TASK DIRECTIONS -> In the records below, find the line containing "any completed cycle." and the line containing "pub fn worst_severity(&self)"; please repeat exactly the lines from one to the other, both included, and nothing more.

┌─ ENTRIES SHOWN

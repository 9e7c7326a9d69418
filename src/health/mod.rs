// src/health/mod.rs

//! Health evaluation.
//!
//! [`rules`] turns a metrics snapshot plus liveness and resource signals into
//! a [`HealthReport`]; it is pure and does no IO. [`monitor`] is the polling
//! task that feeds it, and [`resources`] samples cpu/memory/disk.

use std::fmt;

use chrono::{DateTime, Utc};
use serde::{Deserialize, Serialize};

pub mod monitor;
pub mod resources;
pub mod rules;

pub use monitor::{HealthHandle, HealthMonitor, LivenessFlag, LivenessProbe, PidProbe};
pub use resources::{ResourceSampler, ResourceSnapshot};
pub use rules::{HealthEvaluator, HealthPolicy};

#[derive(Debug, Clone, Copy, PartialEq, Eq, PartialOrd, Ord, Serialize, Deserialize)]
#[serde(rename_all = "lowercase")]
pub enum Severity {
    Warning,
    Critical,
}

impl fmt::Display for Severity {
    fn fmt(&self, f: &mut fmt::Formatter<'_>) -> fmt::Result {
        match self {
            Severity::Warning => write!(f, "warning"),
            Severity::Critical => write!(f, "critical"),
        }
    }
}

#[derive(Debug, Clone, Copy, PartialEq, Eq, Hash, PartialOrd, Ord, Serialize, Deserialize)]
#[serde(rename_all = "snake_case")]
pub enum AlertCondition {
    ServiceDown,
    LowSuccessRate,
    Stale,
    HighCpu,
    HighMemory,
    HighDisk,
    FailedCyclesHigh,
}

impl fmt::Display for AlertCondition {
    fn fmt(&self, f: &mut fmt::Formatter<'_>) -> fmt::Result {
        let s = match self {
            AlertCondition::ServiceDown => "service_down",
            AlertCondition::LowSuccessRate => "low_success_rate",
            AlertCondition::Stale => "stale",
            AlertCondition::HighCpu => "high_cpu",
            AlertCondition::HighMemory => "high_memory",
            AlertCondition::HighDisk => "high_disk",
            AlertCondition::FailedCyclesHigh => "failed_cycles_high",
        };
        f.write_str(s)
    }
}

#[derive(Debug, Clone, PartialEq, Serialize, Deserialize)]
pub struct Alert {
    pub condition: AlertCondition,
    pub severity: Severity,
    /// The measured value that tripped the rule.
    pub value: f64,
    pub threshold: f64,
    pub raised_at: DateTime<Utc>,
    pub message: String,
}

/// Whether the pipeline process is alive, as seen at `observed_at`.
///
/// `observed_at` doubles as the evaluation instant, keeping
/// [`HealthEvaluator::evaluate`] free of clock reads.
#[derive(Debug, Clone, Copy, PartialEq, Eq)]
pub struct Liveness {
    pub service_alive: bool,
    pub observed_at: DateTime<Utc>,
}

impl Liveness {
    pub fn alive_at(observed_at: DateTime<Utc>) -> Self {
        Self {
            service_alive: true,
            observed_at,
        }
    }

    pub fn down_at(observed_at: DateTime<Utc>) -> Self {
        Self {
            service_alive: false,
            observed_at,
        }
    }
}

#[derive(Debug, Clone, PartialEq, Serialize, Deserialize)]
pub struct HealthReport {
    pub evaluated_at: DateTime<Utc>,
    pub service_alive: bool,
    /// Windowed or lifetime success rate; `None` before any completed cycle.
    pub success_rate: Option<f64>,
    /// Number of completed cycles `success_rate` was computed over.
    pub success_rate_cycles: u64,
    /// Seconds since the last success (or since start when none yet).
    pub staleness_secs: f64,
    pub resources: Option<ResourceSnapshot>,
    pub alerts: Vec<Alert>,
}

impl HealthReport {
    pub fn is_healthy(&self) -> bool {
        self.alerts.is_empty()
    }

    pub fn worst_severity(&self) -> Option<Severity> {
        self.alerts.iter().map(|a| a.severity).max()
    }
}
// tests/pipeline_e2e.rs

use std::sync::Arc;
use std::time::Duration;

use chrono::Utc;
use serde_json::json;

use pipeloop::engine::{
    CycleOutcome, CycleScheduler, FailureController, MetricsStore, Orchestrator, PipelineRunner,
    RunOptions, ShutdownCoordinator,
};
use pipeloop::stage::Stage;
use pipeloop::types::{FailureKind, FailureState};
use pipeloop_test_utils::fake_stage::{ScriptedStage, Step};
use pipeloop_test_utils::init_tracing;

const INTERVAL: Duration = Duration::from_secs(60);

fn orchestrator(stages: Vec<Arc<dyn Stage>>, threshold: u32) -> Orchestrator {
    let runner = PipelineRunner::new(
        stages,
        "item_count",
        MetricsStore::new(Utc::now(), 100),
        FailureController::new(threshold, INTERVAL * 5),
    )
    .unwrap();
    Orchestrator::new(
        "e2e",
        runner,
        CycleScheduler::new(INTERVAL),
        ShutdownCoordinator::new(Duration::from_secs(30)),
        RunOptions::default(),
    )
}

#[tokio::test(start_paused = true)]
async fn third_stage_timing_out_drives_pipeline_into_backoff() {
    init_tracing();

    let stages: Vec<Arc<ScriptedStage>> = vec![
        Arc::new(ScriptedStage::echo("fetch")),
        Arc::new(ScriptedStage::echo("parse")),
        Arc::new(ScriptedStage::hanging("convert").with_timeout(Duration::from_secs(5))),
        Arc::new(ScriptedStage::echo("render")),
        Arc::new(ScriptedStage::echo("publish")),
    ];
    let dyn_stages = stages.iter().map(|s| s.clone() as Arc<dyn Stage>).collect();
    let mut orch = orchestrator(dyn_stages, 5);
    let reader = orch.metrics_reader();

    for i in 1..=4 {
        let report = orch.step().await.unwrap();
        assert!(matches!(
            report.cycle.outcome,
            CycleOutcome::Failed { ref stage, kind: FailureKind::Timeout, .. } if stage == "convert"
        ));
        assert_eq!(reader.snapshot().failure_state, FailureState::Normal, "cycle {i}");
        // Scheduler only: 60s target minus the ~5s spent timing out.
        assert!(report.next_wait <= Duration::from_secs(55));
        assert!(report.next_wait > Duration::from_secs(54));
    }

    let fifth = orch.step().await.unwrap();
    let snap = reader.snapshot();
    assert_eq!(snap.failure_state, FailureState::Backoff);
    assert_eq!(snap.consecutive_failures, 5);
    assert_eq!(fifth.next_wait, INTERVAL * 5);

    assert_eq!(snap.cycles_total, 5);
    assert_eq!(snap.cycles_failed, 5);
    assert_eq!(snap.cycles_total, snap.cycles_success + snap.cycles_failed);

    // Stages after the failing one never ran.
    assert_eq!(stages[2].call_count(), 5);
    assert_eq!(stages[3].call_count(), 0);
    assert_eq!(stages[4].call_count(), 0);
    assert_eq!(snap.stage_durations["convert"].runs, 5);
    assert!(!snap.stage_durations.contains_key("render"));
}

#[tokio::test]
async fn outputs_are_threaded_stage_to_stage() {
    let first = Arc::new(ScriptedStage::new("first", vec![Step::Succeed(json!({"n": 1}))]));
    let second = Arc::new(ScriptedStage::echo("second"));
    let third = Arc::new(ScriptedStage::new(
        "third",
        vec![Step::Succeed(json!([1, 2, 3, 4]))],
    ));

    let mut orch = orchestrator(
        vec![
            first.clone() as Arc<dyn Stage>,
            second.clone(),
            third.clone(),
        ],
        5,
    );
    let report = orch.step().await.unwrap();

    assert!(report.cycle.outcome.is_success());
    assert_eq!(second.calls().lock().unwrap()[0], json!({"n": 1}));
    assert_eq!(third.calls().lock().unwrap()[0], json!({"n": 1}));
    assert_eq!(report.cycle.items_processed, 4);
    assert_eq!(orch.snapshot().items_processed_total, 4);

    let trigger = first.calls().lock().unwrap()[0].clone();
    assert_eq!(trigger["cycle"], json!(1));
}

#[tokio::test]
async fn success_after_failures_resets_and_leaves_backoff() {
    let flaky = Arc::new(ScriptedStage::new(
        "flaky",
        vec![
            Step::Fail("a".into()),
            Step::Fail("b".into()),
            Step::Echo,
        ],
    ));
    let mut orch = orchestrator(vec![flaky.clone() as Arc<dyn Stage>], 2);

    orch.step().await.unwrap();
    let second = orch.step().await.unwrap();
    assert_eq!(second.next_wait, INTERVAL * 5);
    assert_eq!(orch.snapshot().failure_state, FailureState::Backoff);

    let third = orch.step().await.unwrap();
    assert!(third.cycle.outcome.is_success());
    let snap = orch.snapshot();
    assert_eq!(snap.consecutive_failures, 0);
    assert_eq!(snap.failure_state, FailureState::Normal);
    assert!(snap.last_success_at.is_some());
    assert_eq!(snap.last_failure.as_ref().unwrap().message, "b");
    assert_ne!(third.next_wait, INTERVAL * 5);
}

#[tokio::test]
async fn panicking_stage_fails_the_cycle_but_not_the_loop() {
    let boom = Arc::new(ScriptedStage::new(
        "boom",
        vec![Step::Panic("unexpected shape".into()), Step::Echo],
    ));
    let mut orch = orchestrator(vec![boom as Arc<dyn Stage>], 5);

    let first = orch.step().await.unwrap();
    match first.cycle.outcome {
        CycleOutcome::Failed { kind, ref message, .. } => {
            assert_eq!(kind, FailureKind::StageError);
            assert!(message.contains("unexpected shape"));
        }
        ref other => panic!("expected failure, got {other:?}"),
    }

    let second = orch.step().await.unwrap();
    assert!(second.cycle.outcome.is_success());
    assert!(second.cycle.index > first.cycle.index);
}

#[tokio::test]
async fn fatal_stage_fault_surfaces_as_error() {
    let bug = Arc::new(ScriptedStage::new("bug", vec![Step::Fatal("corrupt state".into())]));
    let orch = orchestrator(vec![bug as Arc<dyn Stage>], 5);
    let reader = orch.metrics_reader();

    let err = orch.run().await.unwrap_err();
    assert!(err.to_string().contains("corrupt state"));
    assert_eq!(reader.snapshot().cycles_total, 0);
}

#[tokio::test]
async fn failing_first_stage_short_circuits_the_rest() {
    let downstream = Arc::new(ScriptedStage::echo("downstream"));
    let mut orch = orchestrator(
        vec![ScriptedStage::failing("upstream").into_arc(), downstream.clone()],
        5,
    );

    let report = orch.step().await.unwrap();
    match report.cycle.outcome {
        CycleOutcome::Failed { ref stage, kind, ref message } => {
            assert_eq!(stage, "upstream");
            assert_eq!(kind, FailureKind::StageError);
            assert_eq!(message, "upstream failed");
        }
        ref other => panic!("expected failure, got {other:?}"),
    }
    assert_eq!(report.cycle.stages.len(), 1);
    assert_eq!(downstream.call_count(), 0);
    assert_eq!(orch.snapshot().consecutive_failures, 1);
}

└─

TASK RESULT ->
    /// Windowed or lifetime success rate; `None` before any completed cycle.
    pub success_rate: Option<f64>,
    /// Number of completed cycles `success_rate` was computed over.
    pub success_rate_cycles: u64,
    /// Seconds since the last success (or since start when none yet).
    pub staleness_secs: f64,
    pub resources: Option<ResourceSnapshot>,
    pub alerts: Vec<Alert>,
}

impl HealthReport {
    pub fn is_healthy(&self) -> bool {
        self.alerts.is_empty()
    }

    pub fn worst_severity(&self) -> Option<Severity> {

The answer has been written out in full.